An English country house mystery is always a good thing. An English country house mystery set during the Blitz (WWII) is even better, especially since this impacts the story very satisfactorily in the end.

Question: Who killed grandfather just as he was about to change his will - yet again? (When will these rich and cantankerous old gentlemen learn that loudly broadcasting a change of will is not, generally speaking, a good idea.)

The March clan gathers at the family estate, Swanswater, to honor the day Grandfather Richard's first wife passed away - she who still rules the roost though she's been dead lo, these many years. Sir Richard's current wife Bella (who had been his mistress during the first marriage)  puts up with this yearly event with a certain amount of stoic fortitude, remarkable in and of itself considering that the older her husband gets, the more he reveres his first wife's memory. Guilt and general petulance will do that to a man.
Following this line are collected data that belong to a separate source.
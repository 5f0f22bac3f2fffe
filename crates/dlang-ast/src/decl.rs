//! Declaration AST nodes.

use crate::stmt::{Block, VarDeclStmt};
use crate::{Ident, TypeRef};
use dlang_core::Span;

/// A function declaration: `fn name(params) -> result { body }`.
#[derive(Debug, Clone, Copy, PartialEq)]
pub struct FunctionDecl<'ast> {
    /// Function name
    pub name: Ident<'ast>,
    /// Parameters and result annotation
    pub signature: FunctionType<'ast>,
    /// Function body
    pub body: Block<'ast>,
    /// Source location
    pub span: Span,
}

/// The declared signature of a function.
#[derive(Debug, Clone, Copy, PartialEq)]
pub struct FunctionType<'ast> {
    /// Parameters in declaration order
    pub params: &'ast [Param<'ast>],
    /// Result annotation, if written
    pub result: Option<TypeRef<'ast>>,
    /// Source location
    pub span: Span,
}

/// A function parameter.
#[derive(Debug, Clone, Copy, PartialEq)]
pub struct Param<'ast> {
    /// Parameter name
    pub name: Ident<'ast>,
    /// Optional type annotation
    pub ty: Option<TypeRef<'ast>>,
    /// Source location
    pub span: Span,
}

/// A class declaration.
#[derive(Debug, Clone, Copy, PartialEq)]
pub struct ClassDecl<'ast> {
    /// Class name
    pub name: Ident<'ast>,
    /// Implemented interfaces
    pub implements: &'ast [Ident<'ast>],
    /// Field declarations
    pub fields: &'ast [VarDeclStmt<'ast>],
    /// Methods
    pub methods: &'ast [FunctionDecl<'ast>],
    /// Source location
    pub span: Span,
}

/// An interface declaration.
#[derive(Debug, Clone, Copy, PartialEq)]
pub struct InterfaceDecl<'ast> {
    /// Interface name
    pub name: Ident<'ast>,
    /// Method signatures
    pub methods: &'ast [InterfaceMethod<'ast>],
    /// Source location
    pub span: Span,
}

/// A method signature inside an interface.
#[derive(Debug, Clone, Copy, PartialEq)]
pub struct InterfaceMethod<'ast> {
    /// Method name
    pub name: Ident<'ast>,
    /// Method signature
    pub signature: FunctionType<'ast>,
    /// Source location
    pub span: Span,
}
So much guilt and so much petulance that he is constantly threatening to disinherit one family member over and above another for this or that infraction. So another altercation is hardly unexpected especially when all their nerves are frayed by their own individual needs and deeds, not to mention, the clamor of an on-going war.
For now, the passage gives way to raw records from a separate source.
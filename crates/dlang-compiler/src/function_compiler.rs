//! Function compiler for lowering one function declaration.
//!
//! [`FunctionCompiler`] owns everything a single function needs while it is
//! generated: a fresh binding table and an instruction builder. It:
//!
//! - Declares parameters as slots `0..n`
//! - Lowers the body at function scope
//! - Resolves the final signature once the body's result is known
//! - Terminates the body with `End`
//!
//! The output is a [`PendingFunction`] that has not touched the module yet.
//! The module pass commits it, so a failed function leaves no trace.
//!
//! # Example
//!
//! ```ignore
//! let compiler = FunctionCompiler::new(&decl, &resolver, &options);
//! let pending = compiler.compile()?;
//! ```

use dlang_ast::FunctionDecl;
use dlang_core::{CompilationError, Span, ValType};

use crate::context::FunctionContext;
use crate::emit::InstructionBuilder;
use crate::ir::{FuncType, Function, Instruction, TypeTable};
use crate::options::CodegenOptions;
use crate::stmt::StmtCompiler;
use crate::type_resolver::SignatureResolver;

type Result<T> = std::result::Result<T, CompilationError>;

/// A fully generated function waiting to be committed to a module.
#[derive(Debug, Clone, PartialEq)]
pub struct PendingFunction {
    pub name: String,
    pub signature: FuncType,
    pub param_count: u32,
    /// Every slot's value type, parameters first.
    pub locals: Vec<ValType>,
    /// Body, terminated by `End`.
    pub body: Vec<Instruction>,
    pub span: Span,
}

impl PendingFunction {
    /// Intern the signature and produce the module-level function.
    pub fn commit(self, types: &mut TypeTable) -> Function {
        let type_index = types.intern(self.signature);
        Function {
            name: self.name,
            type_index,
            param_count: self.param_count,
            locals: self.locals,
            body: self.body,
            span: self.span,
        }
    }
}

/// Lowers a single function declaration.
pub struct FunctionCompiler<'a, 'ast> {
    /// Declaration being compiled
    decl: &'a FunctionDecl<'ast>,
    /// Function context (bindings, resolver, limits)
    ctx: FunctionContext<'a>,
    /// Body instruction builder
    emitter: InstructionBuilder,
}

impl<'a, 'ast> FunctionCompiler<'a, 'ast> {
    pub fn new(
        decl: &'a FunctionDecl<'ast>,
        resolver: &'a dyn SignatureResolver,
        options: &CodegenOptions,
    ) -> Self {
        Self {
            decl,
            ctx: FunctionContext::new(decl.name.name, resolver, options.max_locals),
            emitter: InstructionBuilder::new(),
        }
    }

    /// Compile the declaration.
    #[cfg_attr(feature = "profiling", profiling::function)]
    pub fn compile(mut self) -> Result<PendingFunction> {
        let param_types = self.setup_parameters()?;
        let body_result = self.compile_body()?;

        let signature = self
            .ctx
            .resolver()
            .resolve_signature(&self.decl.signature, body_result)?;
        if signature.params != param_types {
            return Err(CompilationError::internal(format!(
                "resolver produced params {:?} for '{}' but slots were declared as {:?}",
                signature.params, self.decl.name.name, param_types
            )));
        }

        let param_count = param_types.len() as u32;
        let locals = self.ctx.into_locals();
        let body = self.emitter.finish();

        tracing::debug!(
            function = self.decl.name.name,
            signature = %signature,
            locals = locals.len(),
            instructions = body.len(),
            "generated function"
        );

        Ok(PendingFunction {
            name: self.decl.name.name.to_string(),
            signature,
            param_count,
            locals,
            body,
            span: self.decl.span,
        })
    }

    /// Declare every parameter, in order, as slots `0..n`.
    fn setup_parameters(&mut self) -> Result<Vec<ValType>> {
        let resolver = self.ctx.resolver();
        let mut types = Vec::with_capacity(self.decl.signature.params.len());

        for param in self.decl.signature.params {
            let ty = resolver.resolve_param(param)?;
            self.ctx.declare_param(param.name.name, ty, param.name.span)?;
            types.push(ty);
        }

        Ok(types)
    }

    /// Lower the body at function scope.
    fn compile_body(&mut self) -> Result<Option<ValType>> {
        StmtCompiler::new(&mut self.ctx, &mut self.emitter).compile_block_body(&self.decl.body)
    }
}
Even worse and against his doctor's wishes, Sir Richard, who has a ticky heart, insists on spending the night - alone - out in the Grecian folly (or lodge) where his first wife died, there to muse on the wonderfulness of her being. This naturally disconcerts the family who, for various and sundry reasons, would prefer that Sir Richard not go off by himself to brood, especially in his present state of mind.

His death (at first thought to be a natural occurrence brought on by rancor) is discovered in the morning along with the additional drama of it apparently having occurred in a 'locked room'. The folly was surrounded by freshly sanded paths upon which any intruder OR family member would have left vivid prints had they approached the building. How did the killer get in, do this deed and then disappear without leaving footprints?

Everyone has their own theory and the author gives us enough of them (and enough red herrings) to confuse the issue nicely.

When a second murder occurs and that too has a 'locked room' flavor to it, well, it's almost an embarrassment of riches for Inspector Cockrill who understands almost immediately that the murderer must be a family member.

Among those staying at Swanswater is Bella March's thoroughly spoiled and neurotic grandson Edward who has managed to convince himself and everyone else that he is mad, bad and dangerous to know. So when suspicion lands heavily on Edward - in truth he wonders himself if he didn't do it -  the family circles the wagons. After all, the poor boy can't help the way he is - can he?

SUDDENLY AT HIS RESIDENCE is an intelligent and clever mystery which takes place in a secluded, claustrophobic setting with few suspects and less clearly defined motives than most stories of this type. The murders spring purely from the character of the killer and Cockrill, near the end, pulls off a neat bit of obfuscation in the interest of justice. And even thought the denouement wavers slightly under the heavy weight of a deux ex machina intervention, the thing serves its purpose spectacularly well.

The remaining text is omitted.